Detail of an interactive map from the New York Times, showing change of population between the 2000 and 2010 Census. According to the Census Bureau, a census tract including most of Saugerties (the darker brown area at center) lost 13.7 percent of its population in the last decade. Not really: It's the result of a ten-year-old error that the feds haven't fixed yet.
Relax, Saugerties: Despite some misleading data in the recent U.S. Census figures, people aren't actually fleeing the little town on the Hudson.
Adam Bosch of the Times Herald-Record has a juicy little item on the recent census: An error from 2000, in which inmates in two prisons in Wawarsing were mistakenly counted in Saugerties, is still distorting local census data. Though local officials caught the mistake years ago, he reports, the federal Census Bureau has yet to correct the error:
The result? The appearance of wild, incorrect swings in population for Saugerties and Wawarsing. In 2010, Saugerties showed a mass exodus when it actually grew modestly. And Wawarsing showed growth where it actually lost more than 700 people.

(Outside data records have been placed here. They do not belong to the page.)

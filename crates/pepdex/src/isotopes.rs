//! Isotope envelopes from elemental composition.
//!
//! The number of heavy isotopes of each kind in a molecule is approximately
//! Poisson distributed with mean `atoms * (heavy abundance / light abundance)`.
//! Convolving those per-isotope distributions gives the relative height of
//! the M, M+1, M+2, ... peaks.

use crate::mass::Composition;

/// (nominal mass shift, abundance relative to the lightest isotope)
const CARBON: &[(usize, f32)] = &[(1, 0.0107 / 0.9893)];
const HYDROGEN: &[(usize, f32)] = &[(1, 0.000115 / 0.999885)];
const NITROGEN: &[(usize, f32)] = &[(1, 0.00364 / 0.99636)];
const OXYGEN: &[(usize, f32)] = &[(1, 0.00038 / 0.99757), (2, 0.00205 / 0.99757)];
const SULFUR: &[(usize, f32)] = &[(1, 0.0075 / 0.9499), (2, 0.0425 / 0.9499)];

/// Poisson probabilities placed at multiples of `step`, truncated to `len`
fn poisson(lambda: f32, step: usize, len: usize) -> Vec<f32> {
    let mut dist = vec![0.0; len];
    let mut term = (-lambda).exp();
    let mut k = 0;
    while k * step < len {
        dist[k * step] = term;
        k += 1;
        term *= lambda / k as f32;
    }
    dist
}

/// Truncated linear convolution, the output has the length of `a`
fn convolve(a: &[f32], b: &[f32]) -> Vec<f32> {
    let mut out = vec![0.0; a.len()];
    for (i, x) in a.iter().enumerate() {
        for (j, y) in b.iter().take(a.len() - i).enumerate() {
            out[i + j] += x * y;
        }
    }
    out
}

/// Relative intensities of the first `peaks` isotopic peaks of a molecule with
/// the given `composition`, scaled so that the most abundant peak is 1.0
pub fn isotope_envelope(composition: Composition, peaks: usize) -> Vec<f32> {
    if peaks == 0 {
        return Vec::new();
    }
    let elements = [
        (composition.carbon, CARBON),
        (composition.hydrogen, HYDROGEN),
        (composition.nitrogen, NITROGEN),
        (composition.oxygen, OXYGEN),
        (composition.sulfur, SULFUR),
    ];

    let mut envelope = vec![0.0; peaks];
    envelope[0] = 1.0;
    for (count, isotopes) in elements {
        if count == 0 {
            continue;
        }
        for &(shift, ratio) in isotopes {
            let dist = poisson(count as f32 * ratio, shift, peaks);
            envelope = convolve(&envelope, &dist);
        }
    }

    let max = envelope.iter().copied().fold(f32::MIN, f32::max);
    if max > 0.0 {
        envelope.iter_mut().for_each(|val| *val /= max);
    }
    envelope
}
pub mod database;
pub mod enzyme;
pub mod fasta;
pub mod ion_series;
pub mod isotopes;
pub mod mass;
pub mod modification;
pub mod peptide;
pub mod scoring;
pub mod spectrum;
pub mod tags;
pub mod theoretical;

use mass::Tolerance;
use modification::InvalidModification;

/// Everything that can go wrong while configuring or building an index, or
/// while scoring a single spectrum against it.
///
/// Configuration problems are reported before any work is done, so a failed
/// build never leaves a half-constructed [`database::FragmentIndex`] behind.
#[derive(Debug, Clone, PartialEq, thiserror::Error)]
pub enum Error {
    #[error("unknown enzyme `{0}`")]
    UnknownEnzyme(String),
    #[error("invalid enzyme cleavage rule: {0}")]
    InvalidEnzyme(String),
    #[error("unknown modification `{0}`")]
    UnknownModification(String),
    #[error("invalid modification `{0}`: {1}")]
    InvalidModification(String, InvalidModification),
    #[error("invalid tolerance {0:?}: lower bound must be finite and below the upper bound")]
    InvalidTolerance(Tolerance),
    #[error("invalid isotope error range [{0}, {1}]")]
    InvalidIsotopeRange(i8, i8),
    #[error("invalid precursor charge range [{0}, {1}]")]
    InvalidChargeRange(u8, u8),
    #[error("invalid {name} range [{lo}, {hi}]")]
    InvalidRange { name: &'static str, lo: f32, hi: f32 },
    #[error("invalid amino acid residue `{0}`")]
    InvalidResidue(char),
    #[error("invalid peptide sequence `{sequence}`: {reason}")]
    InvalidSequence { sequence: String, reason: String },
    #[error("more than {limit} peptides generated, refusing to build the index")]
    TooManyPeptides { limit: usize },
    #[error("spectrum `{id}` is not sorted by m/z (peak {position})")]
    UnsortedSpectrum { id: String, position: usize },
}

Whether prisoners -- most of whom hail from downstate -- ought to be counted in the districts they're incarcerated in is a whole other question.
Last year, state lawmakers passed a new piece of legislation, called the Census Adjustment Act, that means prisoners will now be counted at their former addresses, not where they are incarcerated. Since census figures are used to draw political districts -- and since prisoners don't vote -- the effect of counting prisoners where the prisons are located is to give voters in prison-heavy districts more political clout.
But Republicans in the state legislature, who vehemently opposed the bill, may be mounting legal challenges to it.